Scatter diagrams are powerful tools because they let us visually determine the relationship (or lack thereof) between two variables. Don't worry if graphs aren't your favourite—this type of plotting is very straightforward!

Section 1: Drawing and Interpreting a Scatter Diagram

What is a Scatter Diagram?

A scatter diagram (or scatter graph) is a way to display bivariate data. Bivariate data simply means data involving two variables, like height and weight, or age and income.

We use a standard coordinate grid (like the ones you use for plotting linear graphs) to show these pairs of data.

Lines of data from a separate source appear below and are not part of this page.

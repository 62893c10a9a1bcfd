//! Conductor Client
//!
//! Thin wrapper around the Conductor for TUI integration.
//! The Conductor runs as its own task in this process (no network); the
//! client holds both ends of its channels.
//!
//! # Architecture
//!
//! The TUI is a "thin client" - it doesn't contain any choreography.
//! All sequencing happens in the Conductor. The TUI's job is:
//! 1. Convert terminal events to SurfaceEvents
//! 2. Send SurfaceEvents to Conductor
//! 3. Receive StageMessages
//! 4. Render display state based on messages

use std::time::Duration;

use thiserror::Error;
use tokio::sync::mpsc;
use tokio::task::JoinHandle;

use breathe_core::{BreatheConfig, Conductor, ConductorError, StageMessage, SurfaceEvent};

/// Stage messages buffered between frames
const MESSAGE_CAPACITY: usize = 256;

/// Surface events buffered for the Conductor
const EVENT_CAPACITY: usize = 16;

/// How long shutdown waits for the Conductor to stop
const SHUTDOWN_TIMEOUT: Duration = Duration::from_secs(1);

/// Errors talking to the embedded Conductor
#[derive(Debug, Error)]
pub enum ClientError {
    /// The Conductor task is no longer accepting events
    #[error("conductor is not running")]
    NotRunning,

    /// The Conductor stopped with an error
    #[error(transparent)]
    Conductor(#[from] ConductorError),

    /// The Conductor task panicked or was cancelled
    #[error("conductor task failed: {0}")]
    Join(#[from] tokio::task::JoinError),
}

/// Client for communicating with the embedded Conductor
pub struct ConductorClient {
    /// Events to the Conductor
    events: mpsc::Sender<SurfaceEvent>,
    /// Receiver for messages from Conductor
    rx: mpsc::Receiver<StageMessage>,
    /// The running Conductor
    task: Option<JoinHandle<Result<(), ConductorError>>>,
}

impl ConductorClient {
    /// Spawn a Conductor revealing the configured greeting
    ///
    /// Must be called from within a tokio runtime.
    pub fn spawn(config: BreatheConfig) -> Self {
        Self::spawn_with(config, None)
    }

    /// Spawn a Conductor, optionally with an explicit list of texts to reveal
    pub fn spawn_with(config: BreatheConfig, texts: Option<Vec<String>>) -> Self {
        let (tx, rx) = mpsc::channel(MESSAGE_CAPACITY);
        let (events, event_rx) = mpsc::channel(EVENT_CAPACITY);

        let mut conductor = Conductor::new(config, tx, event_rx);
        if let Some(texts) = texts {
            conductor = conductor.with_texts(texts);
        }
        let task = tokio::spawn(async move { conductor.run().await });

        Self {
            events,
            rx,
            task: Some(task),
        }
    }

    /// Forward a tap
    ///
    /// Never blocks the render loop: if the Conductor is busy and the queue
    /// is full, the tap is dropped, which is what the Conductor would do
    /// with it anyway.
    pub fn tap(&self) -> Result<(), ClientError> {
        match self.events.try_send(SurfaceEvent::Tap) {
            Ok(()) | Err(mpsc::error::TrySendError::Full(_)) => Ok(()),
            Err(mpsc::error::TrySendError::Closed(_)) => Err(ClientError::NotRunning),
        }
    }

    /// Receive all pending messages from the Conductor (non-blocking)
    pub fn recv_all(&mut self) -> Vec<StageMessage> {
        let mut messages = Vec::new();
        while let Ok(msg) = self.rx.try_recv() {
            messages.push(msg);
        }
        messages
    }

    /// Check if the Conductor task is still running
    pub fn is_running(&self) -> bool {
        self.task.as_ref().is_some_and(|t| !t.is_finished())
    }

    /// Ask the Conductor to quit and wait for it to stop
    ///
    /// Messages still in flight are drained so the Conductor is never left
    /// blocked on a full channel.
    pub async fn shutdown(&mut self) -> Result<(), ClientError> {
        let Some(task) = self.task.take() else {
            return Ok(());
        };

        if self.events.try_send(SurfaceEvent::Quit).is_err() {
            tracing::debug!("Conductor event queue unavailable during shutdown");
        }

        let rx = &mut self.rx;
        let drained = tokio::time::timeout(SHUTDOWN_TIMEOUT, async {
            while rx.recv().await.is_some() {}
        })
        .await;

        if drained.is_err() {
            tracing::warn!("Conductor did not stop in time, aborting");
            task.abort();
        }

        match task.await {
            Ok(result) => Ok(result?),
            Err(e) if e.is_cancelled() => Ok(()),
            Err(e) => Err(e.into()),
        }
    }
}

impl Drop for ConductorClient {
    fn drop(&mut self) {
        if let Some(task) = self.task.take() {
            task.abort();
        }
    }
}
//! TOML Configuration File Support
//!
//! Timing, scale targets and strings for the exercise, loaded from
//! `~/.config/breathe/config.toml`.
//!
//! # Configuration Priority
//!
//! Configuration values are loaded with the following priority (highest first):
//! 1. Environment variables
//! 2. TOML configuration file
//! 3. Default values
//!
//! # XDG Base Directory Compliance
//!
//! - `$BREATHE_CONFIG` if set
//! - `$XDG_CONFIG_HOME/breathe/config.toml` (typically `~/.config/breathe/config.toml`)
//!
//! # Example Configuration
//!
//! ```toml
//! [reveal]
//! char_delay_ms = 160
//! string_delay_ms = 1000
//! split_mode = "graphemes"
//!
//! [press]
//! duration_ms = 1800
//! delay_ms = 200
//! scale_down = 0.3
//! overshoot = 1.2
//!
//! [breathing]
//! ready_ms = 3000
//! hold_ms = 3000
//! duration_ms = 7000
//! delay_ms = 200
//! inhale_scale = 0.5
//! exhale_scale = 1.2
//!
//! [render]
//! frame_interval_ms = 33
//!
//! [strings]
//! inhale = "einatmen"
//! exhale = "ausatmen"
//! ```

use std::path::PathBuf;
use std::time::Duration;

use serde::{Deserialize, Serialize};
use thiserror::Error;

use crate::reveal::SplitMode;
use crate::strings::{StringTable, StringTableOverrides};

// =============================================================================
// Error Types
// =============================================================================

/// Errors that can occur when loading configuration
#[derive(Debug, Error)]
pub enum ConfigError {
    /// Failed to read config file
    #[error("Failed to read config file at {path}: {source}")]
    ReadError {
        /// The path that was attempted
        path: PathBuf,
        /// The underlying IO error
        source: std::io::Error,
    },

    /// Failed to parse TOML
    #[error("Failed to parse TOML config: {0}")]
    ParseError(#[from] toml::de::Error),

    /// Invalid configuration value
    #[error("Invalid configuration: {0}")]
    ValidationError(String),
}

// =============================================================================
// Configuration Source Tracking
// =============================================================================

/// Tracks where a configuration value came from
#[derive(Clone, Copy, Debug, PartialEq, Eq, Serialize, Deserialize)]
pub enum ConfigSource {
    /// Value from environment variable
    Env,
    /// Value from TOML configuration file
    File,
    /// Default value
    Default,
}

impl std::fmt::Display for ConfigSource {
    fn fmt(&self, f: &mut std::fmt::Formatter<'_>) -> std::fmt::Result {
        match self {
            Self::Env => write!(f, "environment"),
            Self::File => write!(f, "config file"),
            Self::Default => write!(f, "default"),
        }
    }
}

// =============================================================================
// TOML Configuration Structures
// =============================================================================

/// Reveal section of the TOML configuration
#[derive(Clone, Debug, Default, Serialize, Deserialize)]
#[serde(default)]
pub struct RevealToml {
    /// Delay between revealed characters in milliseconds
    pub char_delay_ms: Option<u64>,
    /// Pause after each revealed string in milliseconds
    pub string_delay_ms: Option<u64>,
    /// `graphemes` or `chars`
    pub split_mode: Option<SplitMode>,
}

/// Press section of the TOML configuration
#[derive(Clone, Debug, Default, Serialize, Deserialize)]
#[serde(default)]
pub struct PressToml {
    /// Duration of each press keyframe in milliseconds
    pub duration_ms: Option<u64>,
    /// Delay before the overshoot keyframe in milliseconds
    pub delay_ms: Option<u64>,
    /// Scale the button shrinks to when pressed
    pub scale_down: Option<f32>,
    /// Scale the button overshoots to before settling
    pub overshoot: Option<f32>,
}

/// Breathing section of the TOML configuration
#[derive(Clone, Debug, Default, Serialize, Deserialize)]
#[serde(default)]
pub struct BreathingToml {
    /// How long "ready" is shown in milliseconds
    pub ready_ms: Option<u64>,
    /// Hold duration in milliseconds
    pub hold_ms: Option<u64>,
    /// Inhale/exhale duration in milliseconds
    pub duration_ms: Option<u64>,
    /// Delay before the exhale starts moving in milliseconds
    pub delay_ms: Option<u64>,
    /// Scale at the end of an inhale
    pub inhale_scale: Option<f32>,
    /// Scale at the end of an exhale
    pub exhale_scale: Option<f32>,
}

/// Render section of the TOML configuration
#[derive(Clone, Debug, Default, Serialize, Deserialize)]
#[serde(default)]
pub struct RenderToml {
    /// Animation frame interval in milliseconds
    pub frame_interval_ms: Option<u64>,
}

/// Top-level TOML configuration structure
#[derive(Clone, Debug, Default, Serialize, Deserialize)]
#[serde(default)]
pub struct BreatheToml {
    /// Reveal section
    pub reveal: RevealToml,
    /// Press section
    pub press: PressToml,
    /// Breathing section
    pub breathing: BreathingToml,
    /// Render section
    pub render: RenderToml,
    /// String overrides
    pub strings: StringTableOverrides,
}

// =============================================================================
// Main Configuration Struct
// =============================================================================

/// Typewriter timing
#[derive(Clone, Debug, PartialEq)]
pub struct RevealConfig {
    /// Delay between revealed characters
    pub char_delay: Duration,
    /// Pause after each string
    pub string_delay: Duration,
    /// How text is cut into reveal units
    pub split_mode: SplitMode,
}

impl Default for RevealConfig {
    fn default() -> Self {
        Self {
            char_delay: Duration::from_millis(160),
            string_delay: Duration::from_millis(1000),
            split_mode: SplitMode::Graphemes,
        }
    }
}

/// Press pulse timing and scales
#[derive(Clone, Debug, PartialEq)]
pub struct PressConfig {
    /// Duration of each of the three keyframes
    pub duration: Duration,
    /// Delay before the overshoot keyframe
    pub delay: Duration,
    /// First keyframe target
    pub scale_down: f32,
    /// Second keyframe target
    pub overshoot: f32,
}

impl Default for PressConfig {
    fn default() -> Self {
        Self {
            duration: Duration::from_millis(1800),
            delay: Duration::from_millis(200),
            scale_down: 0.3,
            overshoot: 1.2,
        }
    }
}

/// Breathing cycle timing and scales
#[derive(Clone, Debug, PartialEq)]
pub struct BreathingConfig {
    /// How long "ready" is shown
    pub ready: Duration,
    /// Each hold
    pub hold: Duration,
    /// Each inhale and exhale
    pub breath: Duration,
    /// Delay before the exhale starts moving
    pub exhale_delay: Duration,
    /// Inhale keyframe target
    pub inhale_scale: f32,
    /// Exhale keyframe target
    pub exhale_scale: f32,
    /// How long the praise label stays before the restart label
    pub praise: Duration,
}

impl Default for BreathingConfig {
    fn default() -> Self {
        Self {
            ready: Duration::from_millis(3000),
            hold: Duration::from_millis(3000),
            breath: Duration::from_millis(7000),
            exhale_delay: Duration::from_millis(200),
            inhale_scale: 0.5,
            exhale_scale: 1.2,
            praise: Duration::from_millis(3000),
        }
    }
}

/// Centralized configuration for the exercise
#[derive(Clone, Debug)]
pub struct BreatheConfig {
    /// Typewriter timing
    pub reveal: RevealConfig,
    /// Press pulse
    pub press: PressConfig,
    /// Breathing cycle
    pub breathing: BreathingConfig,
    /// Interval between animation frames
    pub frame_interval: Duration,
    /// User-facing strings
    pub strings: StringTable,
    /// Path to the config file that was loaded (if any)
    pub config_file_path: Option<PathBuf>,
    /// Source of configuration values
    source: ConfigSource,
}

impl Default for BreatheConfig {
    fn default() -> Self {
        Self {
            reveal: RevealConfig::default(),
            press: PressConfig::default(),
            breathing: BreathingConfig::default(),
            frame_interval: Duration::from_millis(33),
            strings: StringTable::default(),
            config_file_path: None,
            source: ConfigSource::Default,
        }
    }
}

impl BreatheConfig {
    /// Create a new configuration with default values
    #[must_use]
    pub fn new() -> Self {
        Self::default()
    }

    /// Get the primary source of this configuration
    #[must_use]
    pub fn source(&self) -> ConfigSource {
        self.source
    }

    /// Check values that would make the choreography meaningless
    ///
    /// # Errors
    ///
    /// Returns [`ConfigError::ValidationError`] for a zero frame interval or a
    /// scale target that is not a positive finite number.
    pub fn validate(&self) -> Result<(), ConfigError> {
        if self.frame_interval.is_zero() {
            return Err(ConfigError::ValidationError(
                "render.frame_interval_ms must be greater than zero".to_string(),
            ));
        }

        let scales = [
            ("press.scale_down", self.press.scale_down),
            ("press.overshoot", self.press.overshoot),
            ("breathing.inhale_scale", self.breathing.inhale_scale),
            ("breathing.exhale_scale", self.breathing.exhale_scale),
        ];
        for (name, value) in scales {
            if !value.is_finite() || value <= 0.0 {
                return Err(ConfigError::ValidationError(format!(
                    "{name} must be a positive number, got {value}"
                )));
            }
        }

        Ok(())
    }
}

// =============================================================================
// Configuration Loading
// =============================================================================

/// Get the default configuration file path
///
/// Returns `$BREATHE_CONFIG` when set, otherwise
/// `$XDG_CONFIG_HOME/breathe/config.toml`.
#[must_use]
pub fn default_config_path() -> Option<PathBuf> {
    if let Ok(path) = std::env::var("BREATHE_CONFIG") {
        return Some(PathBuf::from(path));
    }
    dirs::config_dir().map(|p| p.join("breathe").join("config.toml"))
}

/// Load configuration from all sources with proper priority
///
/// # Errors
///
/// Returns an error if the config file exists but cannot be parsed, or the
/// resulting values fail validation. A missing config file is not an error.
pub fn load_config() -> Result<BreatheConfig, ConfigError> {
    load_config_from_path(default_config_path())
}

/// Load configuration from a specific path
///
/// # Errors
///
/// Returns an error if the specified config file cannot be read or parsed,
/// or the resulting values fail validation.
pub fn load_config_from_path(path: Option<PathBuf>) -> Result<BreatheConfig, ConfigError> {
    let mut config = BreatheConfig::default();

    if let Some(ref config_path) = path {
        if config_path.exists() {
            let toml_content =
                std::fs::read_to_string(config_path).map_err(|e| ConfigError::ReadError {
                    path: config_path.clone(),
                    source: e,
                })?;

            let toml_config: BreatheToml = toml::from_str(&toml_content)?;
            apply_toml_config(&mut config, &toml_config);
            config.config_file_path = Some(config_path.clone());
            config.source = ConfigSource::File;

            tracing::info!(
                path = %config_path.display(),
                "Loaded configuration from file"
            );
        } else {
            tracing::debug!(
                path = %config_path.display(),
                "Config file not found, using defaults"
            );
        }
    }

    apply_env_config(&mut config, |key| std::env::var(key).ok());

    config.validate()?;
    Ok(config)
}

/// Apply TOML configuration values to the config struct
fn apply_toml_config(config: &mut BreatheConfig, toml: &BreatheToml) {
    // Reveal
    if let Some(ms) = toml.reveal.char_delay_ms {
        config.reveal.char_delay = Duration::from_millis(ms);
    }
    if let Some(ms) = toml.reveal.string_delay_ms {
        config.reveal.string_delay = Duration::from_millis(ms);
    }
    if let Some(mode) = toml.reveal.split_mode {
        config.reveal.split_mode = mode;
    }

    // Press
    if let Some(ms) = toml.press.duration_ms {
        config.press.duration = Duration::from_millis(ms);
    }
    if let Some(ms) = toml.press.delay_ms {
        config.press.delay = Duration::from_millis(ms);
    }
    if let Some(scale) = toml.press.scale_down {
        config.press.scale_down = scale;
    }
    if let Some(scale) = toml.press.overshoot {
        config.press.overshoot = scale;
    }

    // Breathing
    if let Some(ms) = toml.breathing.ready_ms {
        config.breathing.ready = Duration::from_millis(ms);
    }
    if let Some(ms) = toml.breathing.hold_ms {
        config.breathing.hold = Duration::from_millis(ms);
        config.breathing.praise = Duration::from_millis(ms);
    }
    if let Some(ms) = toml.breathing.duration_ms {
        config.breathing.breath = Duration::from_millis(ms);
    }
    if let Some(ms) = toml.breathing.delay_ms {
        config.breathing.exhale_delay = Duration::from_millis(ms);
    }
    if let Some(scale) = toml.breathing.inhale_scale {
        config.breathing.inhale_scale = scale;
    }
    if let Some(scale) = toml.breathing.exhale_scale {
        config.breathing.exhale_scale = scale;
    }

    // Render
    if let Some(ms) = toml.render.frame_interval_ms {
        config.frame_interval = Duration::from_millis(ms);
    }

    config.strings.merge(&toml.strings);
}

/// Apply environment variable overrides to the config
fn apply_env_config(config: &mut BreatheConfig, var: impl Fn(&str) -> Option<String>) {
    let millis = |key: &str| {
        let raw = var(key)?;
        match raw.trim().parse::<u64>() {
            Ok(ms) => Some(Duration::from_millis(ms)),
            Err(_) => {
                tracing::warn!(key, value = %raw, "Ignoring non-numeric environment override");
                None
            }
        }
    };

    if let Some(d) = millis("BREATHE_CHAR_DELAY_MS") {
        config.reveal.char_delay = d;
        config.source = ConfigSource::Env;
    }
    if let Some(d) = millis("BREATHE_HOLD_MS") {
        config.breathing.hold = d;
        config.breathing.praise = d;
        config.source = ConfigSource::Env;
    }
    if let Some(d) = millis("BREATHE_BREATH_MS") {
        config.breathing.breath = d;
        config.source = ConfigSource::Env;
    }
    if let Some(d) = millis("BREATHE_FRAME_MS") {
        config.frame_interval = d;
        config.source = ConfigSource::Env;
    }
    if let Some(raw) = var("BREATHE_SPLIT_MODE") {
        match raw.parse::<SplitMode>() {
            Ok(mode) => {
                config.reveal.split_mode = mode;
                config.source = ConfigSource::Env;
            }
            Err(e) => tracing::warn!(error = %e, "Ignoring BREATHE_SPLIT_MODE"),
        }
    }
}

Step-by-Step: How to Draw a Scatter Diagram

Choose Your Axes: The two variables are usually plotted against each other.
- The Independent Variable (the one that causes the change, or the one you control, like time spent revising) goes on the horizontal axis ($x$-axis).
- The Dependent Variable (the one that is affected, like your exam score) goes on the vertical axis ($y$-axis).
Scale and Label: Label your axes clearly and choose a suitable scale so that all your data points fit nicely on the grid.
Plot the Points: For every pair of data values, plot a single point on the graph.
- Important Rule: The plotted points should be clearly marked, typically as small crosses ($x$), as specified in the syllabus notes. Avoid using large dots, as they make reading the graph inaccurate.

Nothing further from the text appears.